Sleep For Success:
Everything You Must Know About Sleep but Are Too Tired to Ask
By Dr. James Maas and Rebecca Robbins
Published by AuthorHouse, 2011
Are you exhausted? Often have difficulty staying awake? Then this book may be a great first step to a good night’s rest. Dr. Maas is a distinguished Professor of Psychology at Cornell University whose main research emphasis has been on sleep. As an undergraduate at Cornell, I was one of the many (1300 students in one lecture hall) who learned little known facts about the importance of sleep through Dr. Maas’ incredible lectures. The photo above is of Bailey Hall at Cornell, which is the large building which houses all the students who take Psych 101, Dr. Maas’ famous class.

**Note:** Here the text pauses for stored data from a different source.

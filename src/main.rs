use anyhow::{bail, Context, Result};
use clap::{Parser, Subcommand, ValueEnum};
use metaview::db::store::snapshot_stats;
use metaview::db::{migrate, Db};
use metaview::graph::views::PresetView;
use metaview::graph::{ProjectTimeline, TimelineEntry};
use metaview::render::render_outline;
use metaview::repository::TraversalDirection;
use metaview::{
    build_context_path, build_graph_with_cancel, build_hierarchy_with_cancel, AssembledGraph, CancelSignal, Config,
    ContextPath, DiagramRenderer, ExpansionPolicy, GraphAssembler, MetaviewError, RelationshipGroup, SqliteRepository,
    ViewPreset,
};
use std::sync::Arc;
use std::time::Duration;

#[derive(Parser, Debug)]
#[command(name = "metaview")]
#[command(about = "Assemble hierarchies, graphs and context paths from a metadata snapshot")]
#[command(version)]
struct Cli {
    /// Output format
    #[arg(short, long, value_enum, default_value = "json", global = true)]
    format: OutputFormat,

    #[command(subcommand)]
    command: Option<Command>,
}

#[derive(Debug, Clone, Copy, PartialEq, Eq, ValueEnum)]
enum OutputFormat {
    Json,
    Mermaid,
    Outline,
    Gantt,
}

/// Traversal flags shared by the assembling commands
#[derive(clap::Args, Debug)]
struct Traversal {
    /// Maximum depth (defaults to assembly.default_max_depth)
    #[arg(short, long)]
    depth: Option<usize>,

    /// strict-tree or dag-with-sharing (defaults to assembly.default_policy)
    #[arg(short, long)]
    policy: Option<ExpansionPolicy>,

    /// Stop expanding after this many milliseconds and return what was assembled
    #[arg(long)]
    deadline_ms: Option<u64>,
}

impl Traversal {
    /// Deadline signal, if one was asked for.
    fn cancel(&self) -> Option<CancelSignal> {
        self.deadline_ms.map(|ms| CancelSignal::after(Duration::from_millis(ms)))
    }
}

#[derive(Subcommand, Debug)]
enum Command {
    /// Apply migrations and check the snapshot schema
    Verify,

    /// Same-kind tree through the given relationship types
    Hierarchy {
        guid: String,
        #[arg(short = 't', long = "type", required = true)]
        types: Vec<String>,
        #[command(flatten)]
        traversal: Traversal,
    },

    /// Tree through the first group, other groups as links
    Graph {
        guid: String,
        /// name=Type1,Type2[@outgoing|incoming|both]; the first group is primary
        #[arg(short, long = "group", required = true)]
        groups: Vec<String>,
        #[command(flatten)]
        traversal: Traversal,
    },

    /// Chain of containers above an element
    ContextPath {
        guid: String,
        #[arg(short = 't', long = "type", required = true)]
        types: Vec<String>,
        #[arg(short, long)]
        depth: Option<usize>,
    },

    /// Named view configuration
    Preset {
        preset: ViewPreset,
        guid: String,
        #[command(flatten)]
        traversal: Traversal,
    },

    /// Dated projects under a project hierarchy
    Timeline {
        guid: String,
        #[command(flatten)]
        traversal: Traversal,
    },
}

/// Parse `name=Type1,Type2[@direction]`.
fn parse_group(arg: &str) -> Result<RelationshipGroup> {
    let (name, rest) = arg
        .split_once('=')
        .with_context(|| format!("group {:?} must look like name=Type1,Type2", arg))?;
    let (types, direction) = match rest.split_once('@') {
        Some((types, direction)) => (types, Some(direction.parse::<TraversalDirection>()?)),
        None => (rest, None),
    };
    let types: Vec<&str> = types.split(',').map(str::trim).filter(|t| !t.is_empty()).collect();
    if types.is_empty() {
        bail!("group {:?} names no relationship types", name);
    }
    let group = RelationshipGroup::new(name.trim(), &types);
    Ok(match direction {
        Some(direction) => group.direction(direction),
        None => group,
    })
}

struct App {
    config: Config,
    assembler: GraphAssembler,
    renderer: DiagramRenderer,
}

impl App {
    async fn open(config: Config) -> Result<Self> {
        let repository = SqliteRepository::open(config.db_path().to_path_buf(), config.migrations_dir())
            .await
            .with_context(|| format!("Failed to open snapshot {}", config.db_path().display()))?;
        let assembler = GraphAssembler::new(Arc::new(repository))
            .with_registry(config.registry())
            .with_options(config.assembly_options());
        let renderer = DiagramRenderer::new(config.render_options());
        Ok(Self {
            config,
            assembler,
            renderer,
        })
    }

    fn depth(&self, traversal: &Traversal) -> usize {
        traversal.depth.unwrap_or(self.config.assembly.default_max_depth)
    }

    fn policy(&self, traversal: &Traversal) -> ExpansionPolicy {
        traversal.policy.unwrap_or(self.config.assembly.default_policy)
    }

    async fn hierarchy(&self, guid: &str, types: &[String], traversal: &Traversal) -> Result<AssembledGraph> {
        let cancel = traversal.cancel().unwrap_or_else(CancelSignal::none);
        let depth = self.depth(traversal);
        Ok(build_hierarchy_with_cancel(&self.assembler, guid, types, depth, self.policy(traversal), &cancel).await?)
    }

    async fn graph(&self, guid: &str, groups: Vec<RelationshipGroup>, traversal: &Traversal) -> Result<AssembledGraph> {
        let cancel = traversal.cancel().unwrap_or_else(CancelSignal::none);
        let depth = self.depth(traversal);
        Ok(build_graph_with_cancel(&self.assembler, guid, groups, depth, self.policy(traversal), &cancel).await?)
    }

    async fn preset(&self, preset: ViewPreset, guid: &str, traversal: &Traversal) -> Result<PresetView> {
        let cancel = traversal.cancel();
        let view = preset
            .build_with_cancel(&self.assembler, guid, self.depth(traversal), self.policy(traversal), cancel.as_ref())
            .await
            .with_context(|| format!("Failed to build the {} preset for {}", preset, guid))?;
        Ok(view)
    }

    fn print_graph(&self, graph: &AssembledGraph, format: OutputFormat) -> Result<()> {
        if graph.partial_result_warning() {
            log::warn!("Result is incomplete: {:?}", graph.completeness);
        }
        match format {
            OutputFormat::Json => println!("{}", graph.to_json()?),
            OutputFormat::Mermaid => {
                let source = self.renderer.render(graph);
                log::info!("Diagram digest: {}", source.digest);
                print!("{}", source);
            }
            OutputFormat::Outline => print!("{}", render_outline(graph)),
            OutputFormat::Gantt => bail!("gantt output is only available for the timeline command"),
        }
        Ok(())
    }

    fn print_context_path(&self, path: &ContextPath, format: OutputFormat) -> Result<()> {
        if path.partial {
            log::warn!("Context path is incomplete");
        }
        match format {
            OutputFormat::Json => println!("{}", path.to_json()?),
            OutputFormat::Mermaid => print!("{}", self.renderer.render_context_path(path)),
            OutputFormat::Outline => {
                for (depth, element) in std::iter::once(&path.leaf).chain(&path.ancestors).enumerate() {
                    println!("{}{} [{}] {}", "  ".repeat(depth), element.label(), element.properties.kind(), element.guid());
                }
                if path.depth_exceeded {
                    println!("(more containers above)");
                }
            }
            OutputFormat::Gantt => bail!("gantt output is only available for the timeline command"),
        }
        Ok(())
    }

    fn print_timeline(&self, timeline: &ProjectTimeline, format: OutputFormat) -> Result<()> {
        match format {
            OutputFormat::Json => println!("{}", serde_json::to_string_pretty(timeline)?),
            OutputFormat::Gantt | OutputFormat::Mermaid => print!("{}", self.renderer.render_gantt(timeline)),
            OutputFormat::Outline => {
                let line = |entry: &TimelineEntry| {
                    let dates = match (entry.start, entry.planned_end) {
                        (Some(start), Some(end)) => format!("{} .. {}", start.date_naive(), end.date_naive()),
                        (Some(start), None) => format!("{} ..", start.date_naive()),
                        _ => "undated".to_string(),
                    };
                    println!("{}{} ({})", "  ".repeat(entry.depth), entry.name, dates);
                };
                timeline.entries.iter().chain(&timeline.undated).for_each(line);
            }
        }
        Ok(())
    }
}

#[tokio::main]
async fn main() -> Result<()> {
    let cli = Cli::parse();
    let config = Config::load()?;

    env_logger::Builder::from_env(
        env_logger::Env::default().filter_or("RUST_LOG", config.metaview.log_level.as_str()),
    )
    .init();

    let format = cli.format;
    let app = App::open(config).await?;
    match cli.command.unwrap_or(Command::Verify) {
        Command::Verify => run_schema_verification(&app).await?,
        Command::Hierarchy { guid, types, traversal } => {
            let graph = app.hierarchy(&guid, &types, &traversal).await?;
            app.print_graph(&graph, format)?;
        }
        Command::Graph { guid, groups, traversal } => {
            let groups = groups.iter().map(|g| parse_group(g)).collect::<Result<Vec<_>>>()?;
            let graph = app.graph(&guid, groups, &traversal).await?;
            app.print_graph(&graph, format)?;
        }
        Command::ContextPath { guid, types, depth } => {
            let depth = depth.unwrap_or(app.config.assembly.default_max_depth);
            let path = build_context_path(&app.assembler, &guid, &types, depth).await?;
            app.print_context_path(&path, format)?;
        }
        Command::Preset { preset, guid, traversal } => match app.preset(preset, &guid, &traversal).await? {
            PresetView::ContextPath(path) => app.print_context_path(&path, format)?,
            PresetView::Graph(graph) => app.print_graph(&graph, format)?,
        },
        Command::Timeline { guid, traversal } => {
            let graph = app.graph(&guid, ViewPreset::ProjectHierarchy.groups(), &traversal).await?;
            let timeline = ProjectTimeline::from_graph(&graph);
            if timeline.is_empty() {
                log::warn!("No projects found under {}", guid);
            }
            app.print_timeline(&timeline, format)?;
        }
    }
    Ok(())
}

/// Verify that all expected database objects exist
async fn run_schema_verification(app: &App) -> Result<()> {
    log::info!("Starting metaview v{}", env!("CARGO_PKG_VERSION"));
    log::info!("Database path: {}", app.config.db_path().display());

    let db = Db::new(app.config.db_path());
    db.with_connection(|conn| {
        let mut stmt = conn.prepare("SELECT name FROM sqlite_master WHERE type='table' ORDER BY name")?;
        let tables: Vec<String> = stmt
            .query_map([], |row| row.get::<_, String>(0))?
            .collect::<std::result::Result<Vec<_>, rusqlite::Error>>()?;
        for table in ["elements", "relationships", "schema_migrations"] {
            if !tables.iter().any(|t| t == table) {
                return Err(MetaviewError::Config(format!("Missing table: {}", table)));
            }
            log::debug!("✓ Table exists: {}", table);
        }

        let applied = migrate::get_applied_migrations(conn)?;
        log::debug!("✓ {} migrations applied", applied.len());

        let journal_mode: String = conn.query_row("PRAGMA journal_mode", [], |row| row.get(0))?;
        if !journal_mode.eq_ignore_ascii_case("wal") {
            return Err(MetaviewError::Config(format!("Journal mode is not WAL: {}", journal_mode)));
        }

        let integrity: String = conn.query_row("PRAGMA integrity_check", [], |row| row.get(0))?;
        if integrity != "ok" {
            return Err(MetaviewError::Config(format!("Database integrity check failed: {}", integrity)));
        }
        log::info!("✓ Database integrity: OK");
        Ok(())
    })
    .await?;

    let stats = snapshot_stats(&db).await?;
    println!(
        "elements: {}, relationships: {}, dangling relationships: {}",
        stats.elements, stats.relationships, stats.dangling
    );
    if stats.dangling > 0 {
        log::warn!("{} relationships point at elements missing from the snapshot", stats.dangling);
    }
    Ok(())
}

The problem is actually putting the guidelines into practice. Studying hard, working hard and trying to keep up with all the activities in life leave little time to rest. Dr. Maas makes a very articulate argument for making sleeping a priority for maximizing health and the quality of one’s life.
Readers take a self- assessment of their current sleep habits and sleepiness scale near the beginning of the book. This helps in gauging one’s need for improvement. There is also a quiz on Sleep Myths which will help clarify actual facts about sleep.
The book is easy to read, with clear guidelines on how to sleep better. The authors cite four essential keys to sleeping well:
- Determine your Personal Sleep Quotient (how many hours do you need to sleep to live well) and meet it nightly (no excuses!). For adults, the authors recommend between 7.5 to 9 hours of sleep.
- Go to bed at the same time every night and wake up naturally at the same time every morning, including weekends.
- Get your required amount of sleep in one continuous block.
- Make up for lost sleep as soon as possible.
None of the above is easy to do in this hectic world. But if we all did the above, our health would be much better. The authors cite the link between common health problems and lack of sleep, which is all backed by years of research. Lack of sleep is associated with weight gain, diabetes, hypertension, cancer and shortened lifespan.
There is an excellent chapter on the practical things to do to get a good night’s rest:
- Avoid caffeine after 2PM.
- Avoid alcohol 3 hours before bedtime.
- Quit smoking.
- Eat well and keep your weight down.
- Exercise between 5 and 7 PM.
- Don’t nap unless you must.
- Stay active mentally and physically during the day.
- Read for pleasure 30 minutes before sleep to help you wind down (not homework, not work!)
In addition, one’s bedroom environment is very important:
- Set the thermostat for 65 °F, which is the ideal sleeping temperature.
- Make sure your bedroom is as dark as possible.
- Keep the noise less than 60 decibels.
- Choose muted colors such as neutrals for walls and bedding.
- Replace your mattress if it’s nearly ten years old.
- Wear appropriate bedclothes: soft, loose-fitting, breathable garments
- Choose a good pillow and comfortable sheets.
- Now for the difficult one: No electronics at all in the bedroom. This means no computers, TVs, iPads, iPods or smartphones.
- Don’t let young children crawl into your bed nightly.
There are special chapters on sleep for children, teenagers, the elderly, women, shift workers, travelers and athletes. This book clarifies and gives the reader data and research behind each of their recommendations. The above lists are a great start to improving your sense of wellbeing and functioning through better sleep. Reading the book will motivate you to change habits to get a good night’s rest. If you have any sleep issues or fatigue, this book is a wonderful, clear read to help improve your life!